To view the electropherogram that saved as .ab1 file, we recommend freeware from Applied Biosystems® Sequence Scanner 2.0 for Windows 10 or above, which enable automatic Quality Control Report at a glance. Anyhow, this file can also be viewed by other freeware like Chromas, FinchTV, and etc.

To view the fasta sequence that saved as .seq file, Notepad or Text can be used.

The results stored in the online account has expiry of 12 months. For customers who do not have the online account, the web link provided in the email to download the results has a validity of 3 months.

Please contact us through LiveChat or email by indicating your online sequencing order ID, so that we could assist you directly.

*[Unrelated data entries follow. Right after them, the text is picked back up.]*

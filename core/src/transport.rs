//! The seam between the client and whatever performs the actual I/O.

use std::sync::Arc;

use thiserror::Error;

use crate::http::{HttpRequest, HttpResponse};

/// Executes an `HttpRequest` and returns the raw `HttpResponse`.
///
/// Implementations own connection handling, redirects, TLS and timeouts.
/// A non-2xx status is still a response, never an `Err`.
pub trait Transport {
    fn send(&self, request: HttpRequest) -> Result<HttpResponse, TransportError>;
}

impl<T: Transport + ?Sized> Transport for &T {
    fn send(&self, request: HttpRequest) -> Result<HttpResponse, TransportError> {
        (**self).send(request)
    }
}

impl<T: Transport + ?Sized> Transport for Box<T> {
    fn send(&self, request: HttpRequest) -> Result<HttpResponse, TransportError> {
        (**self).send(request)
    }
}

impl<T: Transport + ?Sized> Transport for Arc<T> {
    fn send(&self, request: HttpRequest) -> Result<HttpResponse, TransportError> {
        (**self).send(request)
    }
}

/// The request never produced a response: connection refused, DNS failure,
/// reset mid-transfer.
#[derive(Debug, Clone, PartialEq, Eq, Error)]
#[error("{message}")]
pub struct NetworkError {
    pub message: String,
    pub request: HttpRequest,
}

impl NetworkError {
    pub fn new(message: impl Into<String>, request: HttpRequest) -> Self {
        Self {
            message: message.into(),
            request,
        }
    }
}

/// Failures raised by a `Transport` itself.
#[derive(Debug, Clone, PartialEq, Eq, Error)]
pub enum TransportError {
    #[error(transparent)]
    Network(#[from] NetworkError),

    /// The transport rejected the request before sending it.
    #[error("invalid request: {message}")]
    Request { message: String, request: HttpRequest },
}

impl TransportError {
    pub fn request(&self) -> &HttpRequest {
        match self {
            TransportError::Network(error) => &error.request,
            TransportError::Request { request, .. } => request,
        }
    }
}
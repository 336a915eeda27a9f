//! Dispatcher from `Request` values to classified `Response` values.
//!
//! # Design
//! `Client` holds the injected transport and a response factory and carries
//! no mutable state between calls. Status codes are never turned into errors
//! here: callers inspect `Response::is_successful()` or opt in with
//! `Response::error_for_status()`.

use log::debug;
use serde_json::Value;

use crate::curl::CurlError;
use crate::error::ClientError;
use crate::request::Request;
use crate::response::{JsonResponse, Response};
use crate::response_factory::ResponseFactory;
use crate::transport::{Transport, TransportError};

#[derive(Debug)]
pub struct Client<T> {
    transport: T,
    response_factory: ResponseFactory,
}

impl<T: Transport> Client<T> {
    /// A client classifying `application/json` responses as JSON.
    pub fn new(transport: T) -> Self {
        Self::with_response_factory(transport, ResponseFactory::default())
    }

    pub fn with_response_factory(transport: T, response_factory: ResponseFactory) -> Self {
        Self {
            transport,
            response_factory,
        }
    }

    pub fn transport(&self) -> &T {
        &self.transport
    }

    /// Send `request` and classify the response.
    ///
    /// Network failures whose message has the cURL shape become
    /// `ClientError::Curl`; any other transport failure is returned
    /// unchanged as `ClientError::Transport`.
    pub fn send_request(&self, request: &Request) -> Result<Response, ClientError> {
        debug!("{} {}", request.method, request.url);

        match self.transport.send(request.to_http_request()) {
            Ok(http_response) => {
                debug!("{} {} -> {}", request.method, request.url, http_response.status);
                Ok(self.response_factory.create(http_response))
            }
            Err(TransportError::Network(network_error)) => {
                match CurlError::from_network_error(&network_error) {
                    Some(curl_error) => {
                        debug!("{} {} failed with cURL code {}", request.method, request.url, curl_error.code);
                        Err(curl_error.into())
                    }
                    None => Err(TransportError::Network(network_error).into()),
                }
            }
            Err(err) => Err(err.into()),
        }
    }

    /// Send `request`, requiring a JSON response.
    pub fn send_request_for_json(&self, request: &Request) -> Result<JsonResponse, ClientError> {
        self.send_request(request)?.into_json()
    }

    /// Send `request` and return its decoded JSON body.
    pub fn send_request_for_json_encoded_data(&self, request: &Request) -> Result<Value, ClientError> {
        let response = self.send_request_for_json(request)?;
        response.data().cloned()
    }
}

Ideally, sequencing primer should be designed 100 bases upstream of your sequence of interest. Below are some other consideration when doing your primer design for sequencing:

• Length of primer to be between 18-25 bases
• GC content to be between 40-60%
• Melting temperature at around 55-60°C
• Check for significant hairpins (>3bp) and homodimerization
• Choose your sequencing primer desalted from Integrated DNA Technologies (IDT) or HPLC grade from other manufacturers

Many commercial oligo providers offer online design tools which you can use. We recommend IDT’s OligoDesigner.

For .seq file, it is the nucleotide fasta sequences extracted from electropherogram, and can view by Notepad or Text.

For .ab1 file, it is the electropherogram or sequencing trace file that requires specific software to view. We highly recommend using Applied Biosystems® Sequence Scanner 2.0 software to view any Sanger electropherogram or sequencing trace file. The weblink to download this freeware is provided with each release of 1st BASE DNA Sequencing Order. There is a minimum system requirement to install this software completely. The installation window will check your computer system during installation. Alternatively, the electropherogram can also be viewed using Chromas, FinchTV, DNA Baser and etc.

We have in-house expertise in processing samples for downstream molecular biology applications routinely. Researchers may depend on us to process their samples for their processes without fuss.

The process of sample preparation is tedious and the amount of samples are typically limited for research. To maximise success for each sample preparation service, we advise our customers on how to collect and submit the samples within the acceptable terms and conditions. Such information is also available in each of the respective order forms. Minimum setup fee will apply when sample preparation service fails due to bad quality of sample that did not meet the prescribed terms and conditions.

**Note: For raw materials not within our submission guidelines, please download Order Form: Sample Preparation Services for Non-standard Raw Material Submissions.

We have provided a clear step-by-step guide at the ordering page for Sample Preparation submissions. Download and complete the Biosafety Declaration Form and the Order Form. You may upload the completed forms using the upload buttons provided on the portal. Customers are strongly encouraged to include clear images of your sample as well. There is also a link on the ordering page to view our Sample Preparation Guideline for requirements and recommendations.

You may click on this link to view our Sample Preparation Guideline for requirements and recommendations. If your sample type is not listed within our sample preparation guidelines, kindly contact us directly for more information.

Please read our sample preparation guidelines for Avian DNA Testing before place the order online.

There are three different local language available to ease your understanding.

Our Avian DNA Sexing Test is designed to determine the gender from all kinds of non-ratite birds. Parrot is non-ratite birds and thus its gender can be determined through our designed molecular based DNA testing services.

The Avian DNA Test Report will be downloaded through your Online Ordering account. It contains the result interpretation and printable version of Bird DNA Gender Card(s). No hard copy results will be delivered.